In many cultures, the patient and their family make up a single client group with which you need to interact. There are some general principles:

  • Do not assume English proficiency
  • Do not make assumptions about patient levels of understanding
  • Respect beliefs and attitudes
  • Take the time to explore any issues
  • Speak clearly and slowly
  • Listen and observe
  • Note differences in meanings of words
  • Exercise sensitivity when using interpreters

There is enormous diversity in populations of all cultures, we should all recognise that difference and diversity exists. It is important to reveal the awareness of cultural issues that conveys interest, concern and respect. Identifying these will enhance rapport with your patients and consumers, as long as you don't assume that you know what they think and believe. Ask your patient: they are their own cultural experts.

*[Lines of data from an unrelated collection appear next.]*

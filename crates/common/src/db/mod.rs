//! Database layer for PubForge
//!
//! Provides:
//! - SeaORM entity models
//! - Repository for the statements each stage issues
//! - Entity resolution (get-or-create) for authors and categories
//! - The run-scoped publication identity index
//! - Connection management

pub mod models;
mod index;
mod repository;
mod resolver;
pub mod schema;

#[cfg(any(test, feature = "test-util"))]
pub mod testing;

pub use index::{normalize_title, IndexHit, PublicationIndex};
pub use repository::{
    Candidate, CitationRow, DatasetPublication, DuplicateDoi, EnrichedPublication, PublicationKey,
    Repository,
};
pub use resolver::{EntityKind, EntityResolver};

use crate::config::DatabaseConfig;
use crate::errors::{AppError, Result};
use backoff::{future::retry, ExponentialBackoff};
use sea_orm::{
    ConnectOptions, Database, DatabaseConnection, DatabaseTransaction, TransactionTrait,
};
use std::time::Duration;
use tracing::{info, warn};

/// Database connection pool wrapper
///
/// Stages take their own transaction from the pool with [`DbPool::begin`];
/// nothing else should touch the pool while that transaction is open.
#[derive(Clone)]
pub struct DbPool {
    conn: DatabaseConnection,
}

impl DbPool {
    /// Connect using the configuration, retrying while the store comes up
    pub async fn connect(config: &DatabaseConfig) -> Result<Self> {
        info!(host = %config.host, database = %config.database, "Connecting to database...");

        let url = config.connection_url()?;
        let mut opts = ConnectOptions::new(url);
        opts.max_connections(config.max_connections)
            .min_connections(config.min_connections)
            .connect_timeout(config.connect_timeout())
            .idle_timeout(Duration::from_secs(config.idle_timeout_secs))
            .sqlx_logging(false);

        let policy = ExponentialBackoff {
            max_elapsed_time: Some(Duration::from_secs(config.connect_retry_secs)),
            ..Default::default()
        };

        let conn = retry(policy, || async {
            Database::connect(opts.clone()).await.map_err(|e| {
                warn!(error = %e, "Database not reachable yet, retrying");
                backoff::Error::transient(e)
            })
        })
        .await
        .map_err(|e| AppError::DatabaseConnection {
            message: format!("Failed to connect: {}", e),
        })?;

        info!("Database connection established");

        Ok(Self { conn })
    }

    /// Wrap an existing connection
    pub fn from_connection(conn: DatabaseConnection) -> Self {
        Self { conn }
    }

    /// The underlying connection, for reads outside a stage transaction
    pub fn conn(&self) -> &DatabaseConnection {
        &self.conn
    }

    /// Open a stage transaction
    pub async fn begin(&self) -> Result<DatabaseTransaction> {
        self.conn.begin().await.map_err(Into::into)
    }
}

In addition, much is common across cultures. For example, most patients and consumers are nervous of clinical environments and are reluctant to question their doctors – regardless of their educational status, occupation or ability to speak English. You need to be aware of your own cultural assumptions and of the culture of your healthcare service, as well as its impact on people for whom this is unfamiliar.

Further information

For more information about working with CALD patients and consumers, visit the Culturally and Linguistically Diverse Patient Issues website. For more information about using interpreters, see the Victorian Government Language services policy, which outlines the requirements for funded organisations to enable people who cannot speak English or who speak limited English, to access professional interpreting and translating services when making significant life decisions and where essential information is being communicated.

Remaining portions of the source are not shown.